Materials and Methods
Institutional ethical clearance and informed consent of the patients were taken. The study was also registered with clinical registry of India. Sixty permanent molars exhibiting deep occlusal carious lesion in patients with the age range of 18 - 22 yr were included. Clinical and radiographic evaluation and set inclusion and exclusion criteria's were followed. Gross caries excavation was accomplished. In group I (n = 20) PAD was applied for sixty seconds. In group II (n = 20), CH was applied to the remaining carious dentin, while in group III (n = 20), PAD application was followed by CH placement. The teeth were permanently restored. They were clinically and radiographically followed-up at 45 day, 6 mon and 12 mon. Relative density of the remaining affected dentin was measured by 'Radiovisiography (RVG) densitometric' analysis.
Results
Successful outcome with an increase in radiographic grey values were observed in all three groups. However, on inter-group comparison, this change was not significant (p > 0.05).
Conclusions
PAD and CH both have equal disinfection efficacy in the treatment of deep carious dentin. PAD alone is as effective for treatment of deep carious lesion as calcium hydroxide and hence can be used as an alternative to CH. They can be used independently in IPT, since combining both does not offer any additional therapeutic benefits.
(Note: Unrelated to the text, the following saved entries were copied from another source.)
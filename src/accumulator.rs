//! Partial-score accumulator tables with O(1) between-query reset
//!
//! Densely zeroing N 16-bit cells per query dominates short queries, so both
//! tables here defer the zeroing. [`DirtyRowTable`] keeps one clean byte per
//! row of ~√N accumulators and zeroes a row the first time the query touches
//! it. [`EpochTable`] interleaves a query counter with every score; a cell
//! whose counter differs from the table's is dead, and reset is a counter
//! increment that only re-zeroes storage when the counter wraps.

/// Seam between the query processor and its score storage.
pub trait AccumulatorTable {
    /// Number of document ids the table can score (ids run 1..=capacity-1,
    /// id 0 is the reserved invalid slot).
    fn capacity(&self) -> usize;

    /// Add `delta` into `docid`'s accumulator, saturating at `u16::MAX`.
    /// Returns the value the accumulator held before the add.
    fn add(&mut self, docid: u32, delta: u16) -> u16;

    /// Current value, zero for untouched cells.
    fn get(&self, docid: u32) -> u16;

    /// Forget every score, in (amortized) constant or O(√N) time.
    fn rewind(&mut self);
}

/// Row-of-dirty-flags accumulator table.
pub struct DirtyRowTable {
    shift: u32,
    width: usize,
    height: usize,
    dirty: Vec<u8>,
    cells: Vec<u16>,
    documents: usize,
}

impl DirtyRowTable {
    /// Size for a collection of `documents` real documents (ids 1..=documents).
    pub fn new(documents: usize) -> Self {
        let slots = documents + 1;
        let shift = ((slots as f64).sqrt().log2()).floor().max(0.0) as u32;
        let width = 1usize << shift;
        // One row of slack so width * height covers every id.
        let height = slots / width + 1;
        DirtyRowTable {
            shift,
            width,
            height,
            dirty: vec![0; height],
            cells: vec![0; width * height],
            documents,
        }
    }

    /// The row geometry, exposed for the stats line.
    pub fn geometry(&self) -> (usize, usize) {
        (self.width, self.height)
    }
}

impl AccumulatorTable for DirtyRowTable {
    fn capacity(&self) -> usize {
        self.documents + 1
    }

    #[inline]
    fn add(&mut self, docid: u32, delta: u16) -> u16 {
        let id = docid as usize;
        let row = id >> self.shift;
        if self.dirty[row] == 0 {
            self.dirty[row] = 1;
            let start = row << self.shift;
            self.cells[start..start + self.width].fill(0);
        }
        let old = self.cells[id];
        self.cells[id] = old.saturating_add(delta);
        old
    }

    #[inline]
    fn get(&self, docid: u32) -> u16 {
        let id = docid as usize;
        if self.dirty[id >> self.shift] == 0 {
            0
        } else {
            self.cells[id]
        }
    }

    fn rewind(&mut self) {
        self.dirty.fill(0);
    }
}

/// One interleaved (score, epoch) cell.
#[derive(Clone, Copy, Default)]
struct Cell {
    score: u16,
    epoch: u16,
}

/// Query-epoch accumulator table.
pub struct EpochTable {
    cells: Vec<Cell>,
    epoch: u16,
}

impl EpochTable {
    pub fn new(documents: usize) -> Self {
        EpochTable {
            cells: vec![Cell::default(); documents + 1],
            epoch: 1,
        }
    }
}

impl AccumulatorTable for EpochTable {
    fn capacity(&self) -> usize {
        self.cells.len()
    }

    #[inline]
    fn add(&mut self, docid: u32, delta: u16) -> u16 {
        let cell = &mut self.cells[docid as usize];
        let old = if cell.epoch == self.epoch { cell.score } else { 0 };
        cell.score = old.saturating_add(delta);
        cell.epoch = self.epoch;
        old
    }

    #[inline]
    fn get(&self, docid: u32) -> u16 {
        let cell = self.cells[docid as usize];
        if cell.epoch == self.epoch {
            cell.score
        } else {
            0
        }
    }

    fn rewind(&mut self) {
        self.epoch = self.epoch.wrapping_add(1);
        if self.epoch == 0 {
            // Counter wrapped: every stale cell would look current again.
            self.cells.fill(Cell::default());
            self.epoch = 1;
        }
    }
}

#[cfg(test)]
mod tests {
    use super::*;
    use proptest::prelude::*;

    #[test]
    fn geometry_covers_every_docid() {
        for documents in [1usize, 9, 10, 100, 1_000, 65_536, 1_000_000] {
            let table = DirtyRowTable::new(documents);
            let (width, height) = table.geometry();
            assert!(width * height > documents, "N = {documents}");
        }
    }

    #[test]
    fn lazy_rows_start_clean() {
        let mut table = DirtyRowTable::new(100);
        assert_eq!(table.get(55), 0);
        assert_eq!(table.add(55, 7), 0);
        assert_eq!(table.get(55), 7);
        // A neighbour in the same row was zeroed by the add above.
        assert_eq!(table.get(54), 0);
    }

    #[test]
    fn rewind_clears_without_touching_cells() {
        let mut table = DirtyRowTable::new(100);
        table.add(3, 10);
        table.rewind();
        assert_eq!(table.get(3), 0);
        assert_eq!(table.add(3, 4), 0);
        assert_eq!(table.get(3), 4);
    }

    #[test]
    fn saturation_clamps() {
        let mut table = DirtyRowTable::new(10);
        table.add(1, u16::MAX - 1);
        assert_eq!(table.add(1, 5), u16::MAX - 1);
        assert_eq!(table.get(1), u16::MAX);
    }

    #[test]
    fn epoch_wrap_rewinds_storage() {
        let mut table = EpochTable::new(4);
        table.add(1, 3);
        for _ in 0..u16::MAX {
            table.rewind();
        }
        // One full lap of the counter later, the cell must still read clean.
        assert_eq!(table.get(1), 0);
        table.add(1, 9);
        assert_eq!(table.get(1), 9);
    }

    proptest! {
        /// Both tables agree with a plainly re-zeroed model under a random
        /// script of adds and rewinds.
        #[test]
        fn tables_match_dense_model(
            script in proptest::collection::vec((1u32..200, 0u16..2000, prop::bool::weighted(0.05)), 1..400)
        ) {
            let mut dirty = DirtyRowTable::new(200);
            let mut epoch = EpochTable::new(200);
            let mut model = vec![0u16; 201];
            for (docid, delta, reset) in script {
                if reset {
                    dirty.rewind();
                    epoch.rewind();
                    model.fill(0);
                }
                let expected_old = model[docid as usize];
                model[docid as usize] = expected_old.saturating_add(delta);
                prop_assert_eq!(dirty.add(docid, delta), expected_old);
                prop_assert_eq!(epoch.add(docid, delta), expected_old);
                prop_assert_eq!(dirty.get(docid), model[docid as usize]);
                prop_assert_eq!(epoch.get(docid), model[docid as usize]);
            }
        }
    }
}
Vital pulp therapy aims to preserve and maintain the integrity of the pulp that has been compromised by caries, trauma or restorative procedures.1 Indirect pulp treatment (IPT) is one such therapeutic modality and is based on the research of Fusayama et al. who demonstrated that in acute caries, discoloration (affected dentin) preceded the presence of microorganisms (infected dentin).2 The success of IPT depends on adequate reduction of the microbial load, reparative ability of the pulp-dentin complex and placement of a suitable coronal restoration.
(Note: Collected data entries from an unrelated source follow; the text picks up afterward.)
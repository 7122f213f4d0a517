//! Impact quantization
//!
//! The ATIRE flavour of BM25 scores every (term, document) pair; the scores
//! are then mapped linearly onto the integer range [1, Q]. Because the idf
//! term is ln(N/df) the scores never go negative, so the linear map is the
//! whole story. After this stage the index never needs floats again.

use log::info;

use crate::indexer::CollectedIndex;

/// ATIRE BM25: `ln(N/df) * (k1+1)*tf / (k1*((1-b) + b*dl/avg_dl) + tf)`.
#[derive(Debug, Clone, Copy)]
pub struct AtireBm25 {
    pub k1: f32,
    pub b: f32,
}

impl Default for AtireBm25 {
    fn default() -> Self {
        Self { k1: 0.9, b: 0.4 }
    }
}

impl AtireBm25 {
    #[inline]
    pub fn score(&self, tf: f32, df: f32, doc_len: f32, avg_doc_len: f32, total_docs: f32) -> f32 {
        let idf = (total_docs / df).ln();
        idf * ((self.k1 + 1.0) * tf)
            / (self.k1 * ((1.0 - self.b) + self.b * doc_len / avg_doc_len) + tf)
    }
}

/// One impact segment: every document here earned the same quantized score
/// for the term. Document ids are ascending.
#[derive(Debug, Clone, PartialEq, Eq)]
pub struct Quantum {
    pub impact: u16,
    pub docids: Vec<u32>,
}

/// A term and its quanta in descending impact order.
#[derive(Debug, Clone)]
pub struct QuantizedTerm {
    pub term: String,
    pub quanta: Vec<Quantum>,
}

/// The quantized index the serializer writes out.
pub struct QuantizedIndex {
    /// Lexicographic term order, inherited from [`CollectedIndex`].
    pub terms: Vec<QuantizedTerm>,
    pub primary_keys: Vec<String>,
}

impl QuantizedIndex {
    pub fn documents(&self) -> usize {
        self.primary_keys.len()
    }
}

/// Group one term's (docid, impact) pairs into descending-impact quanta.
fn into_quanta(mut scored: Vec<(u32, u16)>) -> Vec<Quantum> {
    scored.sort_unstable_by(|a, b| b.1.cmp(&a.1).then(a.0.cmp(&b.0)));
    let mut quanta: Vec<Quantum> = Vec::new();
    for (docid, impact) in scored {
        match quanta.last_mut() {
            Some(quantum) if quantum.impact == impact => quantum.docids.push(docid),
            _ => quanta.push(Quantum {
                impact,
                docids: vec![docid],
            }),
        }
    }
    quanta
}

/// BM25-score then linearly quantize onto [1, max_quantum].
pub fn quantize(index: &CollectedIndex, ranker: AtireBm25, max_quantum: u16) -> QuantizedIndex {
    let total_docs = index.documents() as f32;
    let avg_doc_len =
        index.doc_lengths.iter().map(|&l| l as f64).sum::<f64>() as f32 / total_docs.max(1.0);

    // Pass one: the collection-wide score range.
    let mut smallest = f32::MAX;
    let mut largest = f32::MIN;
    let score_one = |term_postings: &[(u32, u16)], docid: u32, tf: u16| {
        ranker.score(
            tf as f32,
            term_postings.len() as f32,
            index.doc_lengths[docid as usize - 1] as f32,
            avg_doc_len,
            total_docs,
        )
    };
    for (_, postings) in &index.terms {
        for &(docid, tf) in postings {
            let score = score_one(postings, docid, tf);
            smallest = smallest.min(score);
            largest = largest.max(score);
        }
    }
    info!("rsv range [{smallest}, {largest}], quantizing onto [1, {max_quantum}]");

    // Pass two: map and bucket. A flat range collapses onto the ceiling.
    let range = largest - smallest;
    let to_impact = |score: f32| -> u16 {
        if range <= 0.0 {
            max_quantum
        } else {
            let scaled = ((score - smallest) / range) * (max_quantum - 1) as f32;
            ((1 + scaled.round() as u32).min(max_quantum as u32)) as u16
        }
    };
    let terms = index
        .terms
        .iter()
        .map(|(term, postings)| {
            let scored = postings
                .iter()
                .map(|&(docid, tf)| (docid, to_impact(score_one(postings, docid, tf))))
                .collect();
            QuantizedTerm {
                term: term.clone(),
                quanta: into_quanta(scored),
            }
        })
        .collect();

    QuantizedIndex {
        terms,
        primary_keys: index.primary_keys.clone(),
    }
}

/// Treat the stored tf values as impacts (JSON-uniCOIL indexes arrive
/// pre-quantized).
pub fn passthrough(index: &CollectedIndex) -> QuantizedIndex {
    let terms = index
        .terms
        .iter()
        .map(|(term, postings)| QuantizedTerm {
            term: term.clone(),
            quanta: into_quanta(postings.clone()),
        })
        .collect();
    QuantizedIndex {
        terms,
        primary_keys: index.primary_keys.clone(),
    }
}

#[cfg(test)]
mod tests {
    use super::*;

    fn tiny_index() -> CollectedIndex {
        CollectedIndex {
            terms: vec![
                ("common".into(), vec![(1, 1), (2, 1), (3, 1)]),
                ("rare".into(), vec![(2, 5)]),
            ],
            doc_lengths: vec![10, 10, 10],
            primary_keys: vec!["a".into(), "b".into(), "c".into()],
        }
    }

    #[test]
    fn impacts_span_the_requested_range() {
        let quantized = quantize(&tiny_index(), AtireBm25::default(), 255);
        let rare = &quantized.terms[1];
        assert_eq!(rare.quanta.len(), 1);
        // The highest score in the collection maps to the ceiling.
        assert_eq!(rare.quanta[0].impact, 255);

        let common = &quantized.terms[0];
        // Identical scores share one quantum at the floor.
        assert_eq!(common.quanta.len(), 1);
        assert_eq!(common.quanta[0].impact, 1);
        assert_eq!(common.quanta[0].docids, vec![1, 2, 3]);
    }

    #[test]
    fn quanta_are_descending_and_docids_ascending() {
        let index = CollectedIndex {
            terms: vec![("t".into(), vec![(1, 1), (2, 9), (3, 1), (4, 9)])],
            doc_lengths: vec![5, 5, 5, 5, 5],
            primary_keys: (0..5).map(|i| i.to_string()).collect(),
        };
        let quantized = quantize(&index, AtireBm25::default(), 64);
        let quanta = &quantized.terms[0].quanta;
        assert_eq!(quanta.len(), 2);
        assert!(quanta[0].impact > quanta[1].impact);
        assert_eq!(quanta[0].docids, vec![2, 4]);
        assert_eq!(quanta[1].docids, vec![1, 3]);
    }

    #[test]
    fn passthrough_keeps_weights() {
        let index = CollectedIndex {
            terms: vec![("t".into(), vec![(1, 94), (2, 94), (3, 7)])],
            doc_lengths: vec![1, 1, 1],
            primary_keys: (0..3).map(|i| i.to_string()).collect(),
        };
        let quantized = passthrough(&index);
        let quanta = &quantized.terms[0].quanta;
        assert_eq!(
            quanta,
            &vec![
                Quantum { impact: 94, docids: vec![1, 2] },
                Quantum { impact: 7, docids: vec![3] },
            ]
        );
    }
}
Role of remineralizing materials in IPT have been widely investigated, but with conflicting conclusions. Calcium hydroxide (CH) has emerged as the "gold standard" with a success rate of 92 - 97%.3 On the contrary, Eidelman et al. and Pinto et al. have documented similar clinical, radiographic, microbiological and ultra-structural outcome of IPT performed with either CH or inert materials.4,5 This implies that the success of this technique is not dependent on the material applied per se, but on an effective antimicrobial treatment of the deep layers of carious dentin. Another pre-requisite for favorable outcome in IPT is an effective coronal seal. Adequate disinfection is accomplished by physical removal of the infected dentin and entombing the remaining microbes. This creates the conditions for caries arrest and remineralization. However, determining the extent of carious tissue excavation and achieving long-term seal by current restorative materials remain a pitfall. In this context, it is desirable to investigate an effective way of disinfecting the remaining carious dentin.
Photo-activated disinfection (PAD) is an antimicrobial aid that utilizes a photoactive compound (e.g. toluidine blue O, methylene blue) and a light of specific wavelength (600 - 750 nm) to produce oxygen-based free radicals that exterminate the bacteria. PAD is an integral part of the disinfection regimen for root canal therapy due to its dual selectivity, minimal chance of microbial resistance, broad spectrum, instant bacterial killing and ability to target biofilm bacteria. In vitro studies that documented the efficacy of PAD against cariogenic bacteria concluded that it could be an attractive proposition for caries management.6,7 The aim of the present study was to evaluate the role of PAD on the outcome of IPT. The hypothesis was that PAD and CH would result in comparable treatment outcome.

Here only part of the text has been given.